= Beginning of Section =

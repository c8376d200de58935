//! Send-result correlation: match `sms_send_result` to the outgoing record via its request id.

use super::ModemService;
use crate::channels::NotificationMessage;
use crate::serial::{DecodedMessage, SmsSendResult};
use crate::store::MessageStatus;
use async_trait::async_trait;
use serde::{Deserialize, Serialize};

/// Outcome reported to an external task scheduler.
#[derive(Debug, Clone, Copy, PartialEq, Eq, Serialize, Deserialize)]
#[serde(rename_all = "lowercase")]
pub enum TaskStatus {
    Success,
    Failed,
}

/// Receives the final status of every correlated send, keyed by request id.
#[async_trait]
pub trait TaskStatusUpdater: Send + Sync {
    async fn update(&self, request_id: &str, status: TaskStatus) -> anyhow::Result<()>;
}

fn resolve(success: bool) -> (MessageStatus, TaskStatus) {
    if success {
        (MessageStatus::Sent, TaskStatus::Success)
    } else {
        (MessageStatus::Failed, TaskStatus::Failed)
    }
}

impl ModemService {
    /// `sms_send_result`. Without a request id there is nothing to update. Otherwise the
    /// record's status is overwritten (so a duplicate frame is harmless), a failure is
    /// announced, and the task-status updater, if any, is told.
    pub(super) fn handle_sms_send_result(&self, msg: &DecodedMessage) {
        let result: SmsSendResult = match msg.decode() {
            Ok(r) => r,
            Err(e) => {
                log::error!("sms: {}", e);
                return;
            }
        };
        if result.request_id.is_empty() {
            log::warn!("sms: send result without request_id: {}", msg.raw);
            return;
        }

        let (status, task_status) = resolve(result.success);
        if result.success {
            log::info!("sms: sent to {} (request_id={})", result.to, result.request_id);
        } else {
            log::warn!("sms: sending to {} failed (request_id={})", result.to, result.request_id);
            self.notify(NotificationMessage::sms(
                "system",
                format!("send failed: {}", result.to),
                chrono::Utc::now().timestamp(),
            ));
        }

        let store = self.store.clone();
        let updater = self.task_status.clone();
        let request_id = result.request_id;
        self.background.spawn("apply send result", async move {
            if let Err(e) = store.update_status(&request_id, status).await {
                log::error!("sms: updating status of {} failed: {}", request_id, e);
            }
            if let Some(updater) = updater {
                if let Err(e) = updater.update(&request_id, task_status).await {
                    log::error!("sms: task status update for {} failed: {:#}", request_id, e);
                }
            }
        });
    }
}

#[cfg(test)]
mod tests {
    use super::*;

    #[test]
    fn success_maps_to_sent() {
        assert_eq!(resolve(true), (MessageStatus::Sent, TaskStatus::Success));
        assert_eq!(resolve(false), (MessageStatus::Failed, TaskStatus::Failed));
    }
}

= End of Section =
= Beginning of Section =

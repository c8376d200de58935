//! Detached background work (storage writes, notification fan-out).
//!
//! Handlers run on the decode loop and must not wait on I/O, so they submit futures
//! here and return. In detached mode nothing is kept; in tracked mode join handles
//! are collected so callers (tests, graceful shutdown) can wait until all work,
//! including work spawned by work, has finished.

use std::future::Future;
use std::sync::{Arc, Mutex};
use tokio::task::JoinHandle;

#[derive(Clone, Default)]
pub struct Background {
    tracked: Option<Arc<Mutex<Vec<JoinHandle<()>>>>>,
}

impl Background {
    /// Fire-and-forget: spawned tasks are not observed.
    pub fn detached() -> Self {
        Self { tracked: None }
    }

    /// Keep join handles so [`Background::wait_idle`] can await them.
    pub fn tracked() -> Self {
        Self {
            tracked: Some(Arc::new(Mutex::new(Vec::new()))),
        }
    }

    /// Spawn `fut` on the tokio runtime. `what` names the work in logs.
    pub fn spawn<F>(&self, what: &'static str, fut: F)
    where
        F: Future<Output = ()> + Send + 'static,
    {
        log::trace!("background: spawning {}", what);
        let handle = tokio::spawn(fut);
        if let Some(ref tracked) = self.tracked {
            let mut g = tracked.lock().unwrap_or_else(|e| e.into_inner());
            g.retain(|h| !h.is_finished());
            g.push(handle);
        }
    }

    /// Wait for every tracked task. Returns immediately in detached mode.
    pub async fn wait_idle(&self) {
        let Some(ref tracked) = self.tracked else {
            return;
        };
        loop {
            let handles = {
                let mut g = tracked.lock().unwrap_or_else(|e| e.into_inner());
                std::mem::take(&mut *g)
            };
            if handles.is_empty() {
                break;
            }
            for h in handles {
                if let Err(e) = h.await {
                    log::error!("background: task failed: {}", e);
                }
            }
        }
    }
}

= End of Section =

[Task]:
A single number is the expected answer: how many lines of the records above contain the word "impl".

[Response]:
2